La difícil situación que atravesamos es suficiente razón para aplazar un poco la celebración. Pensemos en otros años de importancia aún mayor que 1821. Por ejemplo, de carácter más conceptual como la instalación de nuestro primer Congreso (1822) o la de nuestra primera Constitución (1823). O una de carácter más pragmático como la batalla de Ayacucho (1824). Deberíamos darnos un tiempo más para que conscientemente y como nación empecemos a procesar las heridas, a reflexionar profundamente sobre el real significado de vivir en república; para asumir lo distante que hemos estado, tantas veces, de los ideales fundacionales; para reivindicar a los padres de la patria y reinventar nuestro panteón incluyendo a los héroes de a pie, en especial los que ofrendaron su vida en la primera línea en la lucha contra la pandemia.

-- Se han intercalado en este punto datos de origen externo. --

use crate::dialogue_tests::helpers::{
    connect, read_response, request, start_test_server, start_test_server_with,
    wait_until_refused,
};

use dialogue_core::auth::AuthGateway;
use dialogue_core::config::ServerConfig;
use dialogue_core::engine::EchoEngine;
use dialogue_core::error::server::ServerError;
use dialogue_core::server::start_server;

use tokio::net::TcpListener;

/// **VALUE**: Verifies the shutdown order: sessions closed, then the listener.
///
/// **WHY THIS MATTERS**: Clients must see their connection end, and no new
/// connection may slip in during teardown.
///
/// **BUG THIS CATCHES**: Would catch if:
/// - Live sessions survive shutdown
/// - The listener keeps accepting after shutdown
#[tokio::test]
async fn given_connected_clients_when_shutdown_then_sessions_and_listener_closed() {
    // GIVEN: Two live sessions
    let handle = start_test_server(AuthGateway::disabled(), EchoEngine).await;
    let addr = handle.local_addr();
    let mut first = connect(addr).await;
    let mut second = connect(addr).await;
    assert_eq!(request(&mut first, "Invoke:::a").await, "Echo: a");
    assert_eq!(request(&mut second, "Invoke:::b").await, "Echo: b");
    assert_eq!(handle.session_count().await, 2);

    // WHEN: Shutting down
    handle.shutdown().await.expect("Shutdown failed");

    // THEN: Both clients are disconnected and the port refuses connections
    assert_eq!(read_response(&mut first).await, "");
    assert_eq!(read_response(&mut second).await, "");
    assert!(wait_until_refused(addr).await);
}

/// **VALUE**: Verifies that the server can restart on the same port right away.
///
/// **WHY THIS MATTERS**: The port is fixed and well known; a restart must not
/// fail on a socket left over from the previous run.
///
/// **BUG THIS CATCHES**: Would catch a missing address-reuse option.
#[tokio::test]
async fn given_stopped_server_when_restarted_on_same_port_then_binds() {
    // GIVEN: A server that served a client and was shut down
    let first = start_test_server(AuthGateway::disabled(), EchoEngine).await;
    let port = first.local_addr().port();
    let mut client = connect(first.local_addr()).await;
    assert_eq!(request(&mut client, "Stop").await, "Server stopping...");
    first.shutdown().await.expect("Shutdown failed");

    // WHEN: Starting again on the same port
    let config = ServerConfig {
        port,
        ..ServerConfig::default()
    };
    let second = start_test_server_with(config, AuthGateway::disabled(), EchoEngine).await;

    // THEN: It binds and serves
    assert_eq!(second.local_addr().port(), port);
    let mut client = connect(second.local_addr()).await;
    assert_eq!(request(&mut client, "Invoke:::back").await, "Echo: back");
    second.shutdown().await.expect("Shutdown failed");
}

/// **VALUE**: Verifies that dropping the handle stops the server.
///
/// **BUG THIS CATCHES**: Would catch a leaked accept loop when the owner goes away.
#[tokio::test]
async fn given_running_server_when_handle_dropped_then_listener_closed() {
    let handle = start_test_server(AuthGateway::disabled(), EchoEngine).await;
    let addr = handle.local_addr();

    drop(handle);

    assert!(wait_until_refused(addr).await);
}

/// **VALUE**: Verifies that bind failures are reported as fatal errors.
///
/// **BUG THIS CATCHES**: Would catch the server silently running without a listener.
#[tokio::test]
async fn given_port_in_use_when_starting_then_bind_error() {
    // GIVEN: Another listener occupying a port
    let holder = TcpListener::bind("127.0.0.1:0").await.unwrap();
    let port = holder.local_addr().unwrap().port();

    // WHEN: Starting on that port
    let config = ServerConfig {
        port,
        ..ServerConfig::default()
    };
    let result = start_server(config, AuthGateway::disabled(), EchoEngine).await;

    // THEN: Bind error
    assert!(matches!(result, Err(ServerError::Bind { .. })));
}

/// **VALUE**: Verifies that an invalid config is rejected before binding.
#[tokio::test]
async fn given_invalid_config_when_starting_then_bind_error() {
    let config = ServerConfig {
        host: String::from("10.0.0.1"),
        ..ServerConfig::default()
    };

    let result = start_server(config, AuthGateway::disabled(), EchoEngine).await;

    assert!(matches!(result, Err(ServerError::Bind { .. })));
}
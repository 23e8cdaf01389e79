//! Local socket server.
//!
//! # Architecture
//!
//! ```text
//! ConnectionAcceptor ──► ClientSession (one task per connection)
//!        │                    │
//!        ▼                    ├──► AuthGateway (handshake, envelope)
//! SessionRegistry             └──► RequestDispatcher ──► Engine (one at a time)
//! ```
//!
//! All shared state lives in a [`ServerContext`] built once per server and
//! handed to every task behind an `Arc`.
//!
//! # Locking
//!
//! The registry, the authenticated set and the engine each have their own
//! lock. A slow engine call only blocks other engine calls, never handshakes
//! or protocol parsing.

mod acceptor;
mod context;
mod dispatcher;
mod handle;
mod registry;
mod session;

pub use acceptor::start_server;
pub use context::ServerContext;
pub use dispatcher::RequestDispatcher;
pub use handle::ServerHandle;
pub use registry::{SessionHandle, SessionLease, SessionRegistry};
pub use session::{CloseReason, SessionState};

#[cfg(test)]
pub(crate) use acceptor::{accept_backoff, admit, bind_error};
#[cfg(test)]
pub(crate) use session::{ClientSession, serve_connection};
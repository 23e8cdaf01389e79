//! Logging for the dialogue server process.
//!
//! Provides dual output (stdout with colors + file) with thread-safe initialization.

use crate::error::DialogueServerError;

use common::ErrorLocation;

use std::fs::File;
use std::io::stdout;
use std::panic::Location;
use std::path::Path;
use std::sync::Once;
use std::sync::atomic::{AtomicBool, Ordering};
use std::time::SystemTime;

use fern::Dispatch;
use fern::colors::Color::{Blue, Green, Magenta, Red, Yellow};
use fern::colors::ColoredLevelConfig;
use humantime::format_rfc3339;
use log::{LevelFilter, info, warn};

/// Thread-safe initialization guard.
static INIT_LOGGER_ONCE: Once = Once::new();

/// Tracks if logger initialization was already attempted.
static LOGGER_ALREADY_CALLED: AtomicBool = AtomicBool::new(false);

pub const LOG_FILE_NAME: &str = "dialogue-server.log";

const LOGGER_INITIALIZED_MESSAGE_PREFIX: &str = "Logger initialized with level: ";
const LOGGER_ALREADY_INITIALIZED_MESSAGE: &str = "Logger already initialized";

/// Default log level for debug builds.
#[cfg(debug_assertions)]
pub const DEFAULT_LOG_LEVEL: LevelFilter = LevelFilter::Debug;

/// Default log level for release builds.
#[cfg(not(debug_assertions))]
pub const DEFAULT_LOG_LEVEL: LevelFilter = LevelFilter::Info;

/// Initialize the logger with dual output (stdout + file).
///
/// Safe to call multiple times: later calls log a warning and return Ok. The
/// log file is opened on every call, so an unusable directory is always reported.
///
/// # Errors
///
/// Returns [`DialogueServerError::Startup`] if the log file cannot be created
/// or the global logger cannot be installed.
pub fn initialize(log_dir: &Path, level: LevelFilter) -> Result<(), DialogueServerError> {
    let log_file = open_log_file(log_dir)?;

    if LOGGER_ALREADY_CALLED.swap(true, Ordering::SeqCst) {
        warn!("{LOGGER_ALREADY_INITIALIZED_MESSAGE}");
        return Ok(());
    }

    let mut result = Ok(());

    INIT_LOGGER_ONCE.call_once(|| {
        result = initialize_internal(log_file, level);
        if result.is_ok() {
            info!("{LOGGER_INITIALIZED_MESSAGE_PREFIX}{level:?}");
        }
    });

    result
}

#[track_caller]
fn open_log_file(log_dir: &Path) -> Result<File, DialogueServerError> {
    let log_file_path = log_dir.join(LOG_FILE_NAME);
    fern::log_file(&log_file_path).map_err(|e| DialogueServerError::Startup {
        message: format!(
            "Failed to create log file {}: {e}",
            log_file_path.display()
        ),
        location: ErrorLocation::from(Location::caller()),
    })
}

#[track_caller]
fn initialize_internal(log_file: File, level: LevelFilter) -> Result<(), DialogueServerError> {
    let color_configuration = ColoredLevelConfig::new()
        .debug(Blue)
        .info(Green)
        .warn(Yellow)
        .error(Red)
        .trace(Magenta);

    let stdout_dispatch = Dispatch::new()
        .format(move |out, message, record| {
            out.finish(format_args!(
                "[{date} - {level}] {message} [{file}:{line}]",
                date = format_rfc3339(SystemTime::now()),
                level = color_configuration.color(record.level()),
                file = record.file().unwrap_or("unknown"),
                line = record.line().unwrap_or(0),
            ))
        })
        .chain(stdout());

    // Plain text, no colors
    let file_dispatch = Dispatch::new()
        .format(move |out, message, record| {
            out.finish(format_args!(
                "[{date} - {level}] {message} [{file}:{line}]",
                date = format_rfc3339(SystemTime::now()),
                level = record.level(),
                file = record.file().unwrap_or("unknown"),
                line = record.line().unwrap_or(0)
            ))
        })
        .chain(log_file);

    Dispatch::new()
        .level(level)
        .chain(stdout_dispatch)
        .chain(file_dispatch)
        .apply()
        .map_err(|e| DialogueServerError::Startup {
            message: format!("Failed to initialize logger: {e}"),
            location: ErrorLocation::from(Location::caller()),
        })?;

    Ok(())
}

Las crisis dan ocasión a oportunidades. Los problemas son también posibilidades al decir de Basadre. Aprovechemos ese tiempo que pedimos, tal vez necesitemos más tres años que uno, para acogernos y reconciliarnos, para repensarnos, para comprometernos como ciudadanía en dar un giro de timón que conduzca a que seamos, o volvamos a ser, ese país, cuya grandeza pasada auguraba un futuro promisorio, que tanto soñaron los fundadores.